Many adaptations in officer education have been made since 2015, following from the growing need to accelerate learning processes, and based on the formal design approach methodology. These include a change in the Dado Center’s Colonels Course, aimed at educating specific position holders in the General Headquarters (GHQ), regional commands, services, and branches who lead or participate in design processes, from planning to design; the 2015 reorganization in the National Defense College’s curriculum focusing on design mainly through self-experience gained by course participants through simulations; teaching the basics of design approach in the Command and Staff College for both battalion and squadron commanders and staff officers at the OF-4 rank starting in 2018. The Brigadiers Course mentioned earlier is still running. In 2018, the Division Commanders Course also began teaching part of the design process. Altogether, these represent a comprehensive educational effort within the IDF to enhance its organizational learning ability.

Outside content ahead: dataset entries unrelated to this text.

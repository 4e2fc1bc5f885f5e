//! Object store (S3-compatible) adapter

use super::s3::{BucketOutcome, S3Client, SigningCredentials};
use super::{AdapterContext, Credentials, DependencyAdapter, DependencyEndpoint, DependencyKind};
use super::{ManagedContainer, WaitStrategy};
use crate::cancel::{run_cancellable, sleep_cancellable, CancellationToken};
use crate::config::ObjectStoreConfig;
use crate::docker::PortBinding;
use crate::error::{HarnessError, Result};
use async_trait::async_trait;
use std::time::Duration;

pub const S3_PORT: u16 = 9000;

pub struct ObjectStoreAdapter {
    config: ObjectStoreConfig,
    container: ManagedContainer,
}

impl ObjectStoreAdapter {
    pub fn new(ctx: &AdapterContext, config: &ObjectStoreConfig) -> Self {
        let binding = match config.host_port {
            Some(port) => PortBinding::fixed(S3_PORT, port),
            None => PortBinding::ephemeral(S3_PORT),
        };
        let spec = ctx
            .spec(&config.alias, &config.image)
            .env("MINIO_ROOT_USER", &config.access_key)
            .env("MINIO_ROOT_PASSWORD", &config.secret_key)
            .env("MINIO_REGION", &config.region)
            .port(binding)
            .command(["server", "/data"]);

        let container = ManagedContainer::new(
            ctx.docker.clone(),
            spec,
            WaitStrategy::Tcp {
                container_port: S3_PORT,
            },
            config.startup_timeout,
            ctx.stop_grace_secs,
        );

        Self {
            config: config.clone(),
            container,
        }
    }

    pub fn bucket(&self) -> &str {
        &self.config.bucket
    }

    pub fn region(&self) -> &str {
        &self.config.region
    }

    /// `http://127.0.0.1:<port>`
    pub fn endpoint_url(&self) -> Result<String> {
        Ok(format!("http://{}", self.endpoint()?.host_port()))
    }

    pub fn client(&self) -> Result<S3Client> {
        S3Client::new(
            &self.endpoint()?.host_port(),
            SigningCredentials {
                access_key: self.config.access_key.clone(),
                secret_key: self.config.secret_key.clone(),
                region: self.config.region.clone(),
            },
        )
    }

    /// Create the default bucket; TCP comes up before the S3 API is serving
    pub async fn ensure_bucket(&self, cancel: &CancellationToken) -> Result<BucketOutcome> {
        let client = self.client()?;
        let attempts = self.config.bucket_attempts;
        let mut last_error = None;

        for attempt in 0..attempts {
            match run_cancellable(cancel, client.create_bucket(&self.config.bucket)).await {
                Ok(outcome) => {
                    tracing::info!(bucket = %self.config.bucket, ?outcome, "bucket ready");
                    return Ok(outcome);
                }
                Err(HarnessError::Cancelled) => return Err(HarnessError::Cancelled),
                Err(e) => {
                    tracing::debug!(attempt, error = %e, "bucket creation failed");
                    last_error = Some(e);
                }
            }
            sleep_cancellable(cancel, bucket_backoff(attempt)).await?;
        }

        Err(HarnessError::InfrastructureUnavailable(format!(
            "Bucket {} not created after {} attempts: {}",
            self.config.bucket,
            attempts,
            last_error.map(|e| e.to_string()).unwrap_or_default()
        )))
    }
}

/// Linear backoff `(attempt + 1) * 500ms`
pub fn bucket_backoff(attempt: u32) -> Duration {
    Duration::from_millis(500 * (u64::from(attempt) + 1))
}

#[async_trait]
impl DependencyAdapter for ObjectStoreAdapter {
    fn kind(&self) -> DependencyKind {
        DependencyKind::ObjectStore
    }

    fn container(&self) -> &ManagedContainer {
        &self.container
    }

    fn client_port(&self) -> u16 {
        S3_PORT
    }

    fn endpoint(&self) -> Result<DependencyEndpoint> {
        Ok(DependencyEndpoint {
            kind: self.kind(),
            host: "127.0.0.1".to_string(),
            client_port: self.container.host_port(S3_PORT)?,
            admin_port: None,
            credentials: Credentials::new(Some(&self.config.access_key), Some(&self.config.secret_key)),
            upstream_alias: self.config.alias.clone(),
            upstream_port: S3_PORT,
        })
    }

    async fn provision(&self, cancel: &CancellationToken) -> Result<()> {
        self.ensure_bucket(cancel).await.map(|_| ())
    }
}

Training Scenarios that Push Uncertainty to the Limit: Counter-surprise “Vaccination”

My recommendations on dealing with battlefield uncertainty and managing the risk of technological and doctrinal surprise come from two sources; the theoretical approach developed in my book On Flexibility, which deals with recovery from technological and doctrinal surprise;7 and from education and training practices of the IDF that focus on flexibility enhancement.

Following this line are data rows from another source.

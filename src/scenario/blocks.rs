//! Reusable pieces of phase bodies

use crate::cancel::{sleep_cancellable, CancellationToken};
use crate::error::{HarnessError, Result};
use crate::models::ReportStatus;
use crate::probe::{HttpProbeClient, ProbeResponse};
use crate::supervisor::ServiceSupervisor;
use http::header::HeaderMap;
use std::time::Duration;

/// How an operation behaved while a dependency was impaired
#[derive(Debug, Clone, PartialEq, Eq)]
pub enum Degradation {
    /// Transport error, the dependency is unreachable
    Unreachable(String),
    /// The service answered with a failure status
    Status(u16),
}

/// Classify a Phase-3 observation. Transport errors and failure statuses
/// are the expected symptoms; a success is not.
pub fn expect_degraded(outcome: Result<ProbeResponse>) -> Result<Degradation> {
    match outcome {
        Ok(resp) if resp.status_code() >= 400 => Ok(Degradation::Status(resp.status_code())),
        Ok(resp) => Err(HarnessError::ProtocolViolation(format!(
            "operation succeeded with {} while its dependency was down",
            resp.status
        ))),
        Err(HarnessError::Transport(e)) => {
            tracing::info!(error = %e, "expected transport error during outage");
            Ok(Degradation::Unreachable(e))
        }
        Err(e) => Err(e),
    }
}

/// Phase-1/5 observation: anything but 2xx fails, 5xx as a protocol violation
pub fn expect_success(outcome: Result<ProbeResponse>) -> Result<ProbeResponse> {
    let resp = outcome?;
    if resp.is_server_error() {
        return Err(HarnessError::ProtocolViolation(format!(
            "server error {}: {}",
            resp.status,
            resp.text()
        )));
    }
    resp.error_for_status()
}

/// The service processes must survive any dependency fault
pub fn assert_alive(supervisor: &ServiceSupervisor) -> Result<()> {
    if supervisor.is_running() {
        Ok(())
    } else {
        Err(HarnessError::ProtocolViolation(
            "service process exited during fault window".to_string(),
        ))
    }
}

/// Wait for the service to report healthy after a restore, within the
/// configured `chaos.readiness_timeout`
pub async fn await_readiness(
    client: &HttpProbeClient,
    timeout: Duration,
    cancel: &CancellationToken,
) -> Result<()> {
    client.wait_for_system_health(timeout, cancel).await
}

/// Let an injected fault take effect before observing it
pub async fn let_fault_propagate(delay: Duration, cancel: &CancellationToken) -> Result<()> {
    sleep_cancellable(cancel, delay).await
}

/// Wait for every report to reach `expected`; all stuck ids are reported together
pub async fn assert_converged(
    client: &HttpProbeClient,
    ids: &[String],
    expected: ReportStatus,
    timeout: Duration,
    cancel: &CancellationToken,
) -> Result<()> {
    let headers = HeaderMap::new();
    let mut stuck = Vec::new();
    let mut last_status = String::new();

    let waits = ids
        .iter()
        .map(|id| client.wait_for_report_status(id, &headers, expected, timeout, cancel));
    for (id, outcome) in ids.iter().zip(futures::future::join_all(waits).await) {
        match outcome {
            Ok(_) => {}
            Err(HarnessError::ConvergenceFailure { last_status: status, .. }) => {
                stuck.push(id.clone());
                last_status = status;
            }
            Err(e) => return Err(e),
        }
    }

    if stuck.is_empty() {
        Ok(())
    } else {
        Err(HarnessError::ConvergenceFailure {
            stuck_ids: stuck,
            last_status,
            after: timeout,
        })
    }
}

/// Median round-trip of `samples` sequential GETs
pub async fn median_latency(
    client: &HttpProbeClient,
    path: &str,
    samples: usize,
    cancel: &CancellationToken,
) -> Result<Duration> {
    let mut timings = Vec::with_capacity(samples.max(1));
    for _ in 0..samples.max(1) {
        timings.push(client.get(path, cancel).await?.elapsed);
    }
    timings.sort();
    Ok(timings[timings.len() / 2])
}

#[cfg(test)]
mod tests {
    use super::*;
    use bytes::Bytes;
    use http::StatusCode;

    fn response(status: u16) -> Result<ProbeResponse> {
        Ok(ProbeResponse {
            status: StatusCode::from_u16(status).unwrap(),
            headers: HeaderMap::new(),
            body: Bytes::from_static(b"boom"),
            elapsed: Duration::ZERO,
        })
    }

    #[test]
    fn test_degradation_classification() {
        assert_eq!(expect_degraded(response(503)).unwrap(), Degradation::Status(503));
        assert_eq!(
            expect_degraded(Err(HarnessError::Transport("refused".into()))).unwrap(),
            Degradation::Unreachable("refused".into())
        );
        assert!(matches!(
            expect_degraded(response(200)),
            Err(HarnessError::ProtocolViolation(_))
        ));
        assert!(matches!(expect_degraded(Err(HarnessError::Cancelled)), Err(HarnessError::Cancelled)));
    }

    #[test]
    fn test_success_rejects_server_errors() {
        assert!(matches!(
            expect_success(response(500)),
            Err(HarnessError::ProtocolViolation(_))
        ));
        assert!(matches!(
            expect_success(response(404)),
            Err(HarnessError::UnexpectedStatus { status: 404, .. })
        ));
        assert!(expect_success(response(201)).is_ok());
    }
}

On Flexibility examined how armies have recovered quickly from technological and doctrinal surprises by using a variety of abilities that come under the general heading of flexibility. These abilities are also valid here, since most of the tactical implications of AI (as defined by Kania: Intelligent Unmanned Aerial Vehicles and Swarm Intelligence; Intelligent Unmanned Surface Vehicles; Intelligent Unmanned Ground Vehicles; Autonomous UUVs; Missile Intelligentization) can result in the same kinds of surprises. 8

Flexibility is built upon four strata. The first stratum is conceptual and doctrinal. Conceptual and doctrinal flexibility occurs when senior civilian officials and military officers create an organizational atmosphere that encourages lower-ranking commanders to broach ideas that challenge the official doctrine. Officers (and enlisted men and women) who come forth with original ideas augment the number of options, thus enabling the army caught by surprise to modify its doctrine and tactics. A doctrine based on this approach presents a balanced view of all forms of war and reduces the danger of getting stuck in a dogmatic rut. Here I want to emphasize that due to the future contested battlefield environment envisioned in current Western military concepts, I assume that U.S. and other military forces will have to “invent” the last 30 percent of their doctrine in the field, because everything they possess walking in will be challenged.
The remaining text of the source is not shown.